--- START ---

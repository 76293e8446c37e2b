//! Output formatting for CLI commands.
//!
//! Renders computed statuses, blocking explanations, layout tables, and
//! snapshot diagnostics as human-readable text. JSON output paths live in
//! the command layer and serialize engine types directly.
//!
//! Submodules:
//! - [`color`]: semantic colors and status icons

pub mod color;

use std::collections::HashSet;
use std::io::{self, Write};

use color::{colorize_id, colorize_relation, colorize_status, dimmed, status_icon, warning};
use std::collections::BTreeMap;
use std::env;
use trellis_engine::diagnose::GraphDiagnostics;
use trellis_engine::domain::{ComputedStatus, NodeId};
use trellis_engine::layout::Position;
use trellis_engine::snapshot::SnapshotIndex;
use trellis_engine::status::{blocking_details, BlockingReason};

use crate::store::LoadWarning;

const DEFAULT_TERMINAL_WIDTH: u16 = 80;
const DEFAULT_MAX_CONTENT_WIDTH: usize = 80;

/// Depth limit for the blocking explanation tree. Cycles are cut by a
/// visited set; this guards against pathologically deep chains.
const MAX_EXPLAIN_DEPTH: usize = 50;

/// Configuration for output formatting.
#[derive(Debug, Clone, PartialEq, Eq)]
pub struct OutputConfig {
    /// Maximum content width for text wrapping.
    pub max_width: usize,
    /// Whether to use ASCII-only icons instead of Unicode.
    pub use_ascii: bool,
    /// Whether to use colors in output.
    pub use_colors: bool,
}

impl OutputConfig {
    /// Create an `OutputConfig` by reading from environment variables.
    ///
    /// Reads:
    /// - `TRELLIS_MAX_WIDTH`: maximum content width (default: terminal
    ///   width, capped at 80)
    /// - `TRELLIS_ASCII`: set to "1" or "true" for ASCII-only icons
    /// - `NO_COLOR`: standard env var to disable colors
    /// - `TRELLIS_COLOR`: set to "0" or "false" to disable colors
    #[must_use]
    pub fn from_env() -> Self {
        let max_width = match env::var("TRELLIS_MAX_WIDTH") {
            Ok(s) if !s.is_empty() => s.parse().unwrap_or_else(|_| {
                tracing::warn!(env_var = "TRELLIS_MAX_WIDTH", value = %s, "invalid value, using default");
                DEFAULT_MAX_CONTENT_WIDTH
            }),
            _ => terminal_width().min(DEFAULT_MAX_CONTENT_WIDTH),
        };

        let use_ascii = matches!(
            env::var("TRELLIS_ASCII").as_deref(),
            Ok("1") | Ok("true") | Ok("TRUE") | Ok("True")
        );

        // Respect the NO_COLOR convention (https://no-color.org/).
        let use_colors = env::var("NO_COLOR").is_err()
            && env::var("TRELLIS_COLOR")
                .map(|v| v != "0" && !v.eq_ignore_ascii_case("false"))
                .unwrap_or(true);

        Self {
            max_width,
            use_ascii,
            use_colors,
        }
    }
}

impl Default for OutputConfig {
    fn default() -> Self {
        Self {
            max_width: DEFAULT_MAX_CONTENT_WIDTH,
            use_ascii: false,
            use_colors: true,
        }
    }
}

fn terminal_width() -> usize {
    terminal_size::terminal_size()
        .map(|(w, _)| w.0 as usize)
        .unwrap_or(DEFAULT_TERMINAL_WIDTH as usize)
}

/// Presentation status for a node: the computed value, with `blocked`
/// relabeled as `waiting` when every blocking reason is a request — held
/// up by a person rather than a task. This is a display distinction only;
/// the engine's computed value stays `blocked`.
#[must_use]
pub fn display_status(computed: ComputedStatus, reasons: &[BlockingReason]) -> ComputedStatus {
    if computed == ComputedStatus::Blocked
        && !reasons.is_empty()
        && reasons.iter().all(BlockingReason::is_request)
    {
        ComputedStatus::Waiting
    } else {
        computed
    }
}

/// Print one line per node: icon, id, status, title, blocker count.
pub fn print_status_board<W: Write>(
    w: &mut W,
    index: &SnapshotIndex<'_>,
    statuses: &BTreeMap<NodeId, ComputedStatus>,
    config: &OutputConfig,
) -> io::Result<()> {
    for node in index.nodes() {
        let Some(&computed) = statuses.get(&node.id) else {
            continue;
        };
        let reasons = blocking_details(index, &node.id);
        let shown = display_status(computed, &reasons);

        let blockers = if reasons.is_empty() {
            String::new()
        } else {
            let suffix = format!(
                " ({} blocker{})",
                reasons.len(),
                if reasons.len() == 1 { "" } else { "s" }
            );
            dimmed(&suffix, config)
        };

        let prefix = format!(
            "{} {} {:<8} ",
            status_icon(shown, config),
            colorize_id(node.id.as_str(), config),
            colorize_status(shown, config),
        );
        let title = fit_title(&node.title, config);
        writeln!(w, "{prefix}{title}{blockers}")?;
    }
    Ok(())
}

/// Truncate a title so board lines stay near the configured width.
///
/// Wrapping would misalign the columns, so long titles get an ellipsis
/// instead.
fn fit_title(title: &str, config: &OutputConfig) -> String {
    // Leave room for icon, id, and status columns.
    let width = config.max_width.saturating_sub(30).max(20);
    let mut wrapped = textwrap::wrap(title, width);
    match wrapped.len() {
        0 => String::new(),
        1 => wrapped.remove(0).into_owned(),
        _ => format!("{}…", wrapped.remove(0)),
    }
}

/// Print a blocking explanation tree for one node.
///
/// The root line shows the node itself; children are its blocking
/// reasons, and dependency/approval reasons recurse into the target's own
/// reasons. A visited set cuts cycles, printing a `(cycle)` marker
/// instead of looping.
///
/// ```text
/// ✗ app-deploy [blocked] Deploy the app
/// ├── app-build (depends-on) ▶ Build the app
/// │   └── request req-7 (open)
/// └── sec-review (approval-by) ○ Security review
/// ```
pub fn print_blocking_tree<W: Write>(
    w: &mut W,
    index: &SnapshotIndex<'_>,
    statuses: &BTreeMap<NodeId, ComputedStatus>,
    id: &NodeId,
    config: &OutputConfig,
) -> io::Result<()> {
    let reasons = blocking_details(index, id);
    let computed = statuses
        .get(id)
        .copied()
        .unwrap_or(ComputedStatus::Blocked);
    let shown = display_status(computed, &reasons);

    let root_icon = if config.use_ascii { "*" } else { "◆" };
    let title = index.node(id).map(|n| n.title.as_str()).unwrap_or("");
    writeln!(
        w,
        "{} {} [{}] {}",
        dimmed(root_icon, config),
        colorize_id(id.as_str(), config),
        colorize_status(shown, config),
        title
    )?;

    if reasons.is_empty() {
        writeln!(w, "{}", dimmed("  not blocked", config))?;
        return Ok(());
    }

    let mut visited = HashSet::new();
    visited.insert(id.clone());
    print_reason_children(w, index, statuses, &reasons, &[], &mut visited, config)
}

#[allow(clippy::too_many_lines)]
fn print_reason_children<W: Write>(
    w: &mut W,
    index: &SnapshotIndex<'_>,
    statuses: &BTreeMap<NodeId, ComputedStatus>,
    reasons: &[BlockingReason],
    prefix_segments: &[bool],
    visited: &mut HashSet<NodeId>,
    config: &OutputConfig,
) -> io::Result<()> {
    let (branch, corner, pipe, space) = if config.use_ascii {
        ("|-- ", "`-- ", "|   ", "    ")
    } else {
        ("├── ", "└── ", "│   ", "    ")
    };

    for (i, reason) in reasons.iter().enumerate() {
        let is_last = i == reasons.len() - 1;

        let mut prefix = String::new();
        for &has_more in prefix_segments {
            prefix.push_str(&dimmed(if has_more { pipe } else { space }, config));
        }
        let connector = dimmed(if is_last { corner } else { branch }, config);

        match reason {
            BlockingReason::Dependency { target, .. } | BlockingReason::Approval { target, .. } => {
                let relation = match reason {
                    BlockingReason::Dependency { .. } => {
                        trellis_engine::domain::EdgeRelation::DependsOn
                    }
                    _ => trellis_engine::domain::EdgeRelation::ApprovalBy,
                };
                let label = format!("({})", colorize_relation(relation, config));

                match index.node(target) {
                    None => {
                        writeln!(
                            w,
                            "{prefix}{connector}{} {label} {}",
                            colorize_id(target.as_str(), config),
                            warning("(missing)", config)
                        )?;
                    }
                    Some(node) => {
                        let child_reasons = blocking_details(index, target);
                        let child_status = statuses
                            .get(target)
                            .copied()
                            .unwrap_or(ComputedStatus::Blocked);
                        let child_status = display_status(child_status, &child_reasons);
                        let cycle = !visited.insert(target.clone());
                        let cycle_marker = if cycle {
                            format!(" {}", warning("(cycle)", config))
                        } else {
                            String::new()
                        };
                        writeln!(
                            w,
                            "{prefix}{connector}{} {label} {} {}{cycle_marker}",
                            colorize_id(target.as_str(), config),
                            status_icon(child_status, config),
                            node.title
                        )?;

                        if !cycle && prefix_segments.len() < MAX_EXPLAIN_DEPTH {
                            let mut child_prefix = prefix_segments.to_vec();
                            child_prefix.push(!is_last);
                            print_reason_children(
                                w,
                                index,
                                statuses,
                                &child_reasons,
                                &child_prefix,
                                visited,
                                config,
                            )?;
                        }
                    }
                }
            }
            BlockingReason::Request { request, status } => {
                writeln!(
                    w,
                    "{prefix}{connector}request {} ({})",
                    colorize_id(&request.to_string(), config),
                    warning(&status.to_string(), config)
                )?;
            }
        }
    }
    Ok(())
}

/// Print the layout as an aligned table of grid positions.
pub fn print_layout_table<W: Write>(
    w: &mut W,
    index: &SnapshotIndex<'_>,
    positions: &BTreeMap<NodeId, Position>,
    config: &OutputConfig,
) -> io::Result<()> {
    writeln!(w, "{}", dimmed("node          x        y", config))?;
    for (id, position) in positions {
        let title = index.node(id).map(|n| n.title.as_str()).unwrap_or("");
        writeln!(
            w,
            "{:<12} {:>8.1} {:>8.1}  {}",
            colorize_id(id.as_str(), config),
            position.x,
            position.y,
            title
        )?;
    }
    Ok(())
}

/// Print snapshot load warnings, one per line.
pub fn print_load_warnings<W: Write>(
    w: &mut W,
    warnings: &[LoadWarning],
    config: &OutputConfig,
) -> io::Result<()> {
    for item in warnings {
        writeln!(w, "{} {item}", warning("warning:", config))?;
    }
    Ok(())
}

/// Print graph diagnostics: cycles and malformed records.
pub fn print_diagnostics<W: Write>(
    w: &mut W,
    diagnostics: &GraphDiagnostics,
    config: &OutputConfig,
) -> io::Result<()> {
    if diagnostics.is_clean() {
        writeln!(w, "{}", color::success("graph is clean", config))?;
        return Ok(());
    }

    for cycle in &diagnostics.cycles {
        let members: Vec<&str> = cycle.iter().map(NodeId::as_str).collect();
        writeln!(
            w,
            "{} {}",
            color::error("cycle:", config),
            members.join(" -> ")
        )?;
    }
    for edge in &diagnostics.dangling_edges {
        writeln!(
            w,
            "{} edge {} -> {} references a missing node",
            warning("dangling:", config),
            edge.from,
            edge.to
        )?;
    }
    for edge in &diagnostics.self_loops {
        writeln!(
            w,
            "{} node {} has an edge to itself",
            warning("self-loop:", config),
            edge.from
        )?;
    }
    for edge in &diagnostics.duplicate_edges {
        writeln!(
            w,
            "{} edge {} -> {} ({}) is declared more than once",
            warning("duplicate:", config),
            edge.from,
            edge.to,
            edge.relation
        )?;
    }
    for node in &diagnostics.duplicate_nodes {
        writeln!(
            w,
            "{} node id {} appears more than once",
            warning("duplicate:", config),
            node
        )?;
    }
    Ok(())
}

--- END ---

Please show every line of the entries above that contains the word "corner".

*ANSWER SPACE*.
    let (branch, corner, pipe, space) = if config.use_ascii {
        let connector = dimmed(if is_last { corner } else { branch }, config);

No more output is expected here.